TASK DETAILS:
If a line in the entries below holds the string "requests", copy it.

───── RECORDS FOR THIS TASK

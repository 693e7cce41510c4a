mod support;

mod auth;
mod params;
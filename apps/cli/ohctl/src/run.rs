use crate::cli::Cli;
use crate::error::OhctlError;
use crate::input::read_rows;

use openhab_client::config::{CONFIG_FILE_NAME, ClientConfig};
use openhab_client::dispatch::Dispatcher;
use openhab_client::executor::{ExecutorOptions, RowExecutor};
use openhab_client::operations::HubOperation;
use openhab_client::transport::ReqwestTransport;

use models::OutputRow;

use std::path::PathBuf;

use log::info;
use serde_json::Value;

const CONFIG_DIR_NAME: &str = "ohctl";

/// `<config dir>/ohctl/openhab.toml`, if the platform has a config dir.
pub fn default_config_path() -> Option<PathBuf> {
    dirs::config_dir().map(|dir| dir.join(CONFIG_DIR_NAME).join(CONFIG_FILE_NAME))
}

/// Load the config file then overlay `.env` and `OPENHAB_*` variables.
pub fn load_config(cli: &Cli) -> Result<ClientConfig, OhctlError> {
    let path = cli
        .config
        .clone()
        .or_else(default_config_path)
        .ok_or_else(|| OhctlError::ohctl("No config path given and no config directory found"))?;

    let mut config = ClientConfig::load(&path)?;
    config.apply_env()?;
    Ok(config)
}

/// Debug diagnostics are on when either `--debug` or the config file asks for them.
pub fn debug_enabled(cli: &Cli, config: &ClientConfig) -> bool {
    cli.debug || config.debug
}

/// Run the operation named on the command line over its input rows.
pub async fn execute(cli: &Cli, config: &ClientConfig) -> Result<Vec<OutputRow>, OhctlError> {
    let operation = HubOperation::from_names(&cli.resource, &cli.operation)?;
    let rows = read_rows(cli.input.as_deref(), &cli.params)?;

    info!(
        "Running {operation} over {} row(s) in {} mode",
        rows.len(),
        config.credentials.auth_mode
    );

    let dispatcher = Dispatcher::new(ReqwestTransport::with_timeout(config.timeout())?);
    let options = ExecutorOptions {
        continue_on_fail: cli.continue_on_fail,
        debug: debug_enabled(cli, config),
    };

    let output = RowExecutor::new(&dispatcher, &config.credentials, options)
        .execute(operation, &rows)
        .await?;

    Ok(output)
}

pub fn render(rows: Vec<OutputRow>) -> Result<String, OhctlError> {
    let rows: Vec<Value> = rows.into_iter().map(OutputRow::into_value).collect();

    serde_json::to_string_pretty(&rows)
        .map_err(|e| OhctlError::ohctl(format!("Failed to render output: {e}")))
}
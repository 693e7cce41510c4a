// Unit tests for CredentialsBuilder

use crate::{AuthMode, Credentials, ModelError};

/// **VALUE**: Verifies a fully specified local configuration builds unchanged.
///
/// **WHY THIS MATTERS**: Tests and the CLI construct credentials through the builder;
/// any field dropped here means requests go out without auth.
///
/// **BUG THIS CATCHES**: A `with_*` method writing to the wrong field.
#[test]
fn given_all_local_fields_when_build_then_returns_credentials() {
    let credentials = Credentials::builder()
        .with_auth_mode(AuthMode::Local)
        .with_base_url("http://openhab.lan:8080/")
        .with_local_token("oh.local.token")
        .with_allow_self_signed(true)
        .build()
        .expect("valid credentials");

    assert_eq!(credentials.auth_mode, AuthMode::Local);
    assert_eq!(credentials.base_url_local, "http://openhab.lan:8080/");
    assert_eq!(credentials.local_token.as_str(), "oh.local.token");
    assert!(credentials.allow_self_signed);
    assert!(credentials.cloud_token.is_none());
}

#[test]
fn given_no_fields_when_build_then_defaults_to_local_mode() {
    let credentials = Credentials::builder().build().unwrap();

    assert_eq!(credentials.auth_mode, AuthMode::Local);
    assert!(credentials.base_url_local.is_empty());
    assert!(!credentials.allow_self_signed);
}

/// **VALUE**: Verifies schemeless base URLs are rejected with a location-tagged error.
///
/// **WHY THIS MATTERS**: `openhab:8080` parses as a URL with scheme `openhab`, which
/// then fails deep inside the HTTP client with a confusing message.
///
/// **BUG THIS CATCHES**: Dropping the scheme check from `build()`.
#[test]
fn given_base_url_without_scheme_when_build_then_returns_validation_error() {
    let result = Credentials::builder().with_base_url("openhab:8080").build();

    match result {
        Err(ModelError::Validation { message, .. }) => {
            assert!(message.contains("http://"));
        }
        other => panic!("Expected validation error, got {other:?}"),
    }
}

#[test]
fn given_validation_error_when_formatted_then_includes_location() {
    let err = Credentials::builder()
        .with_base_url("ftp://openhab")
        .build()
        .unwrap_err();

    let rendered = err.to_string();

    assert!(rendered.contains("Validation Error"));
    assert!(rendered.contains("builder.rs"));
}

/// **VALUE**: Verifies `to_builder()` carries every field, secrets included.
///
/// **WHY THIS MATTERS**: Environment overrides are layered on top of file credentials
/// through this builder; a field it forgets is silently reset to its default.
///
/// **BUG THIS CATCHES**: A new Credentials field left out of the `From<&Credentials>` impl.
#[test]
fn given_cloud_credentials_when_rebuilt_then_all_fields_kept() {
    let original = Credentials::builder()
        .with_auth_mode(AuthMode::CloudRelay)
        .with_cloud_username("me@example.com")
        .with_cloud_password("pw")
        .with_cloud_token("oh.cloud")
        .build()
        .unwrap();

    let rebuilt = original
        .to_builder()
        .with_base_url("http://openhab.lan:8080")
        .build()
        .unwrap();

    assert_eq!(rebuilt.auth_mode, AuthMode::CloudRelay);
    assert_eq!(rebuilt.cloud_username, "me@example.com");
    assert_eq!(rebuilt.cloud_password.as_str(), "pw");
    assert_eq!(rebuilt.cloud_token().map(|t| t.as_str()), Some("oh.cloud"));
    assert_eq!(rebuilt.base_url_local, "http://openhab.lan:8080");
    assert!(!rebuilt.allow_self_signed);
}
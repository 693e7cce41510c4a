//! Shared fixtures for unit tests.

use crate::dispatch::HttpRequest;
use crate::error::DispatchError;
use crate::transport::{Transport, TransportResponse};

use models::{AuthMode, Credentials, ResponseBody};

use std::collections::{BTreeMap, VecDeque};
use std::sync::Mutex;

pub const LOCAL_TOKEN: &str = "oh.local.4f9c2e";
pub const CLOUD_PASSWORD: &str = "cloud-pass-77";
pub const CLOUD_TOKEN: &str = "oh.cloud.a81b";

pub fn local_credentials() -> Credentials {
    Credentials::builder()
        .with_auth_mode(AuthMode::Local)
        .with_base_url("http://openhab.lan:8080/")
        .with_local_token(LOCAL_TOKEN)
        .build()
        .expect("valid local credentials")
}

pub fn cloud_credentials() -> Credentials {
    Credentials::builder()
        .with_auth_mode(AuthMode::CloudRelay)
        .with_base_url("http://openhab.lan:8080")
        .with_cloud_username("me@example.com")
        .with_cloud_password(CLOUD_PASSWORD)
        .build()
        .expect("valid cloud credentials")
}

pub fn response(status: u16, reason: &str, body: ResponseBody) -> TransportResponse {
    TransportResponse {
        status: Some(status),
        status_message: reason.to_string(),
        headers: BTreeMap::new(),
        body,
    }
}

/// Transport that records every request and replays queued responses.
/// Falls back to `200 OK` with an empty body when the queue runs dry.
#[derive(Default)]
pub struct RecordingTransport {
    requests: Mutex<Vec<HttpRequest>>,
    responses: Mutex<VecDeque<Result<TransportResponse, DispatchError>>>,
}

impl RecordingTransport {
    pub fn new() -> Self {
        Self::default()
    }

    pub fn respond(self, response: TransportResponse) -> Self {
        self.responses.lock().unwrap().push_back(Ok(response));
        self
    }

    pub fn fail(self, error: DispatchError) -> Self {
        self.responses.lock().unwrap().push_back(Err(error));
        self
    }

    pub fn requests(&self) -> Vec<HttpRequest> {
        self.requests.lock().unwrap().clone()
    }

    pub fn call_count(&self) -> usize {
        self.requests.lock().unwrap().len()
    }
}

impl Transport for RecordingTransport {
    async fn send(&self, request: HttpRequest) -> Result<TransportResponse, DispatchError> {
        self.requests.lock().unwrap().push(request);
        let next = self.responses.lock().unwrap().pop_front();
        next.unwrap_or_else(|| Ok(response(200, "OK", ResponseBody::Empty)))
    }
}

──────────

SOLUTION FOR THIS PROBLEM:
/// any field dropped here means requests go out without auth.
    requests: Mutex<Vec<HttpRequest>>,
    pub fn requests(&self) -> Vec<HttpRequest> {
        self.requests.lock().unwrap().clone()
        self.requests.lock().unwrap().len()
        self.requests.lock().unwrap().push(request);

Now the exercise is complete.